Uitspraak
1.Procesverloop
2.Beoordeling van het middel
3.Beslissing
28 maart 2025.
Hoge Raad
In deze zaak heeft de Hoge Raad op 28 maart 2025 uitspraak gedaan in een cassatieprocedure betreffende kinderalimentatie en de draagkracht van de ouders. De vrouw, verzoekster tot cassatie, had beroep ingesteld tegen een beschikking van het gerechtshof Arnhem-Leeuwarden, waarin de alimentatieverplichting was vastgesteld. De man, verweerder in cassatie, had verzocht het beroep te verwerpen.
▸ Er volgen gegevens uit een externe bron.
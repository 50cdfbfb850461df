//! Folding remote deliveries into the local store.

use linkshare_remote::{
    OnceFetch, RemoteNode, RemoteStore, RemoteUpdate, Result as RemoteResult, Subscription,
};
use tracing::{debug, info};

use crate::codec::decode_record;
use crate::error::MalformedRecord;
use crate::store::{LocalStore, Upsert};

/// Decode one delivery and upsert it.
///
/// Malformed deliveries are returned as errors and leave the store untouched.
pub fn apply_update(store: &mut LocalStore, update: &RemoteUpdate) -> Result<Upsert, MalformedRecord> {
    let record = decode_record(&update.id, update.node.as_ref())?;
    Ok(store.upsert(record))
}

/// Counts from one [`ReplicaIngestor::poll`].
#[derive(Clone, Copy, Debug, Default, PartialEq, Eq)]
pub struct IngestReport {
    /// Deliveries decoded and upserted (including no-op merges).
    pub applied: usize,
    /// Deliveries dropped as malformed.
    pub dropped: usize,
    /// `true` if a one-shot fetch resolved during this poll.
    pub resolved: bool,
}

impl IngestReport {
    pub fn is_empty(&self) -> bool {
        self.applied == 0 && self.dropped == 0 && !self.resolved
    }

    fn absorb(&mut self, outcome: &Result<Upsert, MalformedRecord>) {
        match outcome {
            Ok(_) => self.applied += 1,
            Err(_) => self.dropped += 1,
        }
    }
}

enum Feed {
    Live(Subscription),
    Once(OnceFetch),
    Closed,
}

/// Moves records from a remote store into a [`LocalStore`].
///
/// The ingestor never holds the store; callers pass it to [`poll`] or
/// [`next`] so a single owner keeps all mutation.
///
/// [`poll`]: ReplicaIngestor::poll
/// [`next`]: ReplicaIngestor::next
pub struct ReplicaIngestor {
    feed: Feed,
    namespace: String,
}

impl ReplicaIngestor {
    /// Subscribe to every record under `namespace`.
    pub fn start_live(remote: &dyn RemoteStore, namespace: &str) -> RemoteResult<Self> {
        let subscription = remote.subscribe(namespace)?;
        info!(namespace, "live ingest started");
        Ok(Self {
            feed: Feed::Live(subscription),
            namespace: namespace.to_string(),
        })
    }

    /// Read the single record `namespace/id`.
    pub fn fetch_once(remote: &dyn RemoteStore, namespace: &str, id: &str) -> RemoteResult<Self> {
        let fetch = remote.fetch_once(namespace, id)?;
        info!(namespace, id, "one-shot fetch started");
        Ok(Self {
            feed: Feed::Once(fetch),
            namespace: namespace.to_string(),
        })
    }

    pub fn namespace(&self) -> &str {
        &self.namespace
    }

    pub fn is_live(&self) -> bool {
        matches!(self.feed, Feed::Live(_))
    }

    /// `true` once the feed can yield nothing more.
    pub fn is_finished(&self) -> bool {
        match &self.feed {
            Feed::Live(sub) => !sub.is_active(),
            Feed::Once(fetch) => fetch.is_terminated(),
            Feed::Closed => true,
        }
    }

    /// Apply every delivery already waiting, without blocking.
    pub fn poll(&mut self, store: &mut LocalStore) -> IngestReport {
        let mut report = IngestReport::default();
        match &mut self.feed {
            Feed::Live(sub) => {
                while let Some(update) = sub.try_next() {
                    report.absorb(&ingest(store, &update));
                }
            }
            Feed::Once(fetch) => {
                if let Some(result) = fetch.try_resolve() {
                    report.resolved = true;
                    if let Some(outcome) = resolve(store, fetch.id(), &self.namespace, result) {
                        report.absorb(&outcome);
                    }
                }
            }
            Feed::Closed => {}
        }
        report
    }

    /// Wait for the next delivery and apply it.
    ///
    /// Returns `None` when the feed is finished. A one-shot fetch that found
    /// nothing yields `Some(Ok(Upsert::Unchanged))` once and then `None`.
    pub async fn next(&mut self, store: &mut LocalStore) -> Option<Result<Upsert, MalformedRecord>> {
        match &mut self.feed {
            Feed::Live(sub) => {
                let update = sub.next().await?;
                Some(ingest(store, &update))
            }
            Feed::Once(fetch) => {
                let result = fetch.resolve().await?;
                let id = fetch.id().to_string();
                Some(resolve(store, &id, &self.namespace, result).unwrap_or(Ok(Upsert::Unchanged)))
            }
            Feed::Closed => None,
        }
    }

    /// Tear the feed down. Returns `false` if it was already torn down.
    pub fn shutdown(&mut self) -> bool {
        match std::mem::replace(&mut self.feed, Feed::Closed) {
            Feed::Live(mut sub) => {
                let closed = sub.unsubscribe();
                info!(namespace = %self.namespace, "live ingest stopped");
                closed
            }
            Feed::Once(_) => true,
            Feed::Closed => false,
        }
    }
}

impl Drop for ReplicaIngestor {
    fn drop(&mut self) {
        self.shutdown();
    }
}

fn ingest(store: &mut LocalStore, update: &RemoteUpdate) -> Result<Upsert, MalformedRecord> {
    let outcome = apply_update(store, update);
    match &outcome {
        Ok(upsert) => debug!(id = %update.id, ?upsert, "ingest applied"),
        Err(reason) => debug!(id = %update.id, %reason, "ingest dropped"),
    }
    outcome
}

/// Fold a one-shot result. `None` means the key did not exist.
fn resolve(
    store: &mut LocalStore,
    id: &str,
    namespace: &str,
    result: Option<RemoteNode>,
) -> Option<Result<Upsert, MalformedRecord>> {
    let Some(node) = result else {
        debug!(namespace, id, "one-shot fetch found no record");
        return None;
    };
    let update = RemoteUpdate {
        namespace: namespace.to_string(),
        id: id.to_string(),
        node: Some(node),
    };
    Some(ingest(store, &update))
}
De Hoge Raad verwijst naar eerdere beschikkingen van de rechtbank Midden-Nederland en het gerechtshof, die relevant zijn voor het procesverloop. De conclusie van de Advocaat-Generaal L.M. Coenraad was om het cassatieberoep te verwerpen. De Hoge Raad heeft de klachten van de vrouw beoordeeld, maar kwam tot de conclusie dat deze niet konden leiden tot vernietiging van de beschikking van het hof. De Hoge Raad oordeelde dat het niet nodig was om te motiveren waarom de klachten niet gegrond waren, aangezien de vragen die aan de orde waren niet van belang waren voor de eenheid of ontwikkeling van het recht, zoals bedoeld in artikel 81 lid 1 van de Wet op de rechterlijke organisatie. Uiteindelijk verwerpt de Hoge Raad het beroep van de vrouw, waarmee de eerdere beschikking van het hof in stand blijft.